[Info-vax] VMS x86 performance ?
abrsvc
dansabrservices at yahoo.com
Mon Nov 2 13:27:36 EST 2020
On Monday, 2 November 2020 12:50:07 UTC-5, geze... at rlgsc.com wrote:
> On Sunday, November 1, 2020 at 6:52:12 PM UTC-5, Arne Vajhøj wrote:
> > On 11/1/2020 4:59 PM, clair... at vmssoftware.com wrote:
> > > On Saturday, October 31, 2020 at 11:11:33 PM UTC-4, Michael Moroney wrote:
> > >> "Craig A. Berry" <craig... at nospam.mac.com> writes:
> > >>> On 10/30/20 3:43 PM, IanD wrote:
> > >>>> The fact that it boots wickedly fast is also an indication is it
> > >>>> not?
> > >>> It's good news, but it may not mean what you think it means. I believe
> > >>> they have done a lot of work on the boot path, so it's not necessarily
> > >>> the same code that is running on other architectures.
> > >>
> > >> One big reason for the fast boot is the memory disk used, so that (other) boot drivers
> > >> won't be needed. Load a chunk of memory once very early and run the rest of the early
> > >> boot stuff from it.
> > >
> > > We understand the importance of performance comparisons but such
> > > testing is not even on our radar yet. We have many, many more
> > > important things to do in the next few months. As has been stated
> > > previously, it would be a complete waste of time anyway until we can
> > > turn on optimizing in the compilers.
> > >
> > > The plan has always been - keep adding more functions as we progress
> > > through our V9.0 EAKs and eventually we will have V9.1, the complete
> > > operating environment for an expanded Field Test. Moving from 9.1 to
> > > 9.2 will be mostly performance and stability work. We now have 31
> > > external users with access to the CrossTools Kit and the appliances
> > > with V9.0-A, B, C, D, E, so we are making good progress.
> > >
> > > We had some nice breakthroughs in E. My KVM guest has now been up for
> > > 31 days running a series of tests, usually 60 jobs on a single CPU.

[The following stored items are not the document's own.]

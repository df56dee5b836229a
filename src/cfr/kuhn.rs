use super::bucket::Bucket;
use super::game::Game;
use super::game::Turn;
use crate::Seat;
use crate::Utility;

/// two-player Kuhn poker: three cards, one each, one betting round.
///
/// test collateral only, never compiled into the shipped library: the
/// engine's conformance game. it is tiny enough to enumerate and has a
/// known equilibrium family, so regret accumulation, reach weighting,
/// and policy averaging can all be checked numerically. the deal is
/// injected from outside the state machine, the same shape the euchre
/// agent uses: a determinized deal is fixed before each traversal and
/// the bucket hides it from the seat to act.
#[derive(Debug, Clone)]
pub struct Kuhn {
    cards: [u8; 2],
    moves: Vec<KuhnMove>,
}

#[derive(Debug, Clone, Copy, Hash, PartialEq, Eq)]
pub enum KuhnMove {
    Pass,
    Bet,
}

/// deal one card to each seat, jack = 1 through king = 3.
impl From<(u8, u8)> for Kuhn {
    fn from((first, second): (u8, u8)) -> Self {
        assert!(first != second);
        assert!((1..=3).contains(&first) && (1..=3).contains(&second));
        Self {
            cards: [first, second],
            moves: Vec::with_capacity(3),
        }
    }
}

impl Kuhn {
    /// all six ordered deals, for exhaustive chance enumeration.
    pub fn deals() -> Vec<Kuhn> {
        let cards = [1u8, 2, 3];
        cards
            .into_iter()
            .flat_map(|a| cards.into_iter().filter(move |b| *b != a).map(move |b| Kuhn::from((a, b))))
            .collect()
    }

    fn showdown(&self) -> Seat {
        match self.cards[0] > self.cards[1] {
            true => 0,
            false => 1,
        }
    }
}

impl Game for Kuhn {
    type Action = KuhnMove;

    fn choices(&self) -> Vec<KuhnMove> {
        // a pass facing a bet folds; a bet facing a bet calls
        vec![KuhnMove::Pass, KuhnMove::Bet]
    }

    fn apply(&mut self, action: KuhnMove) {
        self.moves.push(action);
    }

    fn turn(&self) -> Turn {
        use KuhnMove::*;
        match self.moves[..] {
            [] => Turn::Choice(0),
            [_] => Turn::Choice(1),
            [Pass, Bet] => Turn::Choice(0),
            _ => Turn::Terminal,
        }
    }

    fn payoff(&self, seat: Seat) -> Utility {
        use KuhnMove::*;
        assert!(seat < 2, "two-handed game");
        let (winner, stake) = match self.moves[..] {
            [Pass, Pass] => (self.showdown(), 1.),
            [Bet, Bet] | [Pass, Bet, Bet] => (self.showdown(), 2.),
            [Bet, Pass] => (0, 1.),
            [Pass, Bet, Pass] => (1, 1.),
            _ => unreachable!("payoff at a live state"),
        };
        match seat == winner {
            true => stake,
            false => -stake,
        }
    }

    fn bucket(&self) -> Bucket {
        let seat = match self.turn() {
            Turn::Choice(seat) => seat,
            Turn::Terminal => unreachable!("bucket at a terminal state"),
        };
        let mut bytes = vec![self.cards[seat]];
        bytes.extend(self.moves.iter().map(|m| *m as u8 + 1));
        Bucket::from(&bytes[..])
    }
}

#[cfg(test)]
mod tests {
    use super::*;
    use crate::N;
    use crate::Probability;
    use crate::cfr::Policy;
    use crate::cfr::profile::Profile;

    const ITERATIONS: usize = 10_000;

    fn density(policy: &Policy<KuhnMove>, action: KuhnMove) -> Probability {
        policy
            .iter()
            .find(|(a, _)| *a == action)
            .map(|(_, p)| *p)
            .expect("action in policy")
    }

    /// exhaustive chance enumeration: every deal, every traverser, every
    /// iteration, against one shared profile.
    fn train() -> (Profile<Kuhn>, Utility) {
        let mut profile = Profile::new();
        let mut value = 0.;
        for _ in 0..ITERATIONS {
            for deal in Kuhn::deals() {
                value += profile.cfr(0, deal.clone(), [1.; N]);
                profile.cfr(1, deal, [1.; N]);
            }
        }
        (profile, value / (ITERATIONS * Kuhn::deals().len()) as Utility)
    }

    fn average(profile: &Profile<Kuhn>, observation: &[u8]) -> Policy<KuhnMove> {
        profile
            .at(&Bucket::from(observation))
            .expect("infoset visited in training")
            .average()
    }

    #[test]
    fn converges_on_kuhn_poker() {
        let (profile, value) = train();
        // twelve reachable information sets: 3 cards x (opening, facing a
        // bet, facing a check, facing a check-raise... ) = 3 x 4
        assert!(profile.len() == 12);
        // the first seat gives up 1/18 per deal at equilibrium
        assert!((value - (-1. / 18.)).abs() < 0.02, "game value {}", value);
        // every advice read is a distribution
        for info in profile.infos().values() {
            let advice = info.advice();
            let total = advice.iter().map(|(_, p)| p).sum::<Probability>();
            assert!((total - 1.).abs() < 1e-5);
            assert!(advice.iter().all(|(_, p)| *p >= 0.));
        }
    }

    #[test]
    fn purges_dominated_actions() {
        let (profile, _) = train();
        // the king always calls a bet
        assert!(density(&average(&profile, &[3, 2]), KuhnMove::Bet) > 0.9);
        assert!(density(&average(&profile, &[3, 1, 2]), KuhnMove::Bet) > 0.9);
        // the jack always folds to one
        assert!(density(&average(&profile, &[1, 2]), KuhnMove::Pass) > 0.9);
        assert!(density(&average(&profile, &[1, 1, 2]), KuhnMove::Pass) > 0.9);
    }

    #[test]
    fn mixes_the_bluff_at_one_third() {
        let (profile, _) = train();
        // the second seat holding the jack after a check bluffs 1/3 of
        // the time in the unique equilibrium
        let bluff = density(&average(&profile, &[1, 1]), KuhnMove::Bet);
        assert!((bluff - 1. / 3.).abs() < 0.1, "bluff rate {}", bluff);
        // and holding the queen it never bets
        let queen = density(&average(&profile, &[2, 1]), KuhnMove::Bet);
        assert!(queen < 0.1, "queen bet rate {}", queen);
    }
}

> > > Another more recent change regarding SMP now allows large batteries
> > > of tests to run in 2P and 4P without issues. Coming in F will be full
> > > SMP support, clustering and MSCP serving as well as other additions.
> > "Make It Work, Make It Right, Make It Fast"
> >
> > :-)
> >
> > Arne
> Arne,
>
> I more or less agree with Clair.
>
> Generally speaking, benchmarking is hard. Computational benchmarks (e.e., non-privileged computations such as those used for MIPS and VUPS ratings) are one of the simplest species in that genus.
>
> Benchmarking systems-level elements (e.g., context switches, system services, page faults) is complex and often difficult. I spent a good amount of time during my PhD research digging into these mechanisms in terms of the I/O system, and to say the problem is "non-trivial" is an understatement. Determining precisely what one is benchmarking is only the first small step. Separating the real performance information from the surrounding noise is a significant challenge.
>
> As Clair mentioned in his posting, the goal of these early versions is a working system. Accuracy first, performance later.
>
> - Bob Gezelter, http://www.rlgsc.com
I would agree, all to much focus is on hardware specifics or operating system function specifics. I spent many years providing actual system performance benchmarks to customers using their own applications on real hardware being driven by "real" users (RTE testing actually) and the results were often eye opening. Many clients thought that the "new" machine would improve throughput significantly only to realize that the limiting factor was not the system but the users themselves.
Testing system components has its place as long as the whole forest is examined and not just the trees.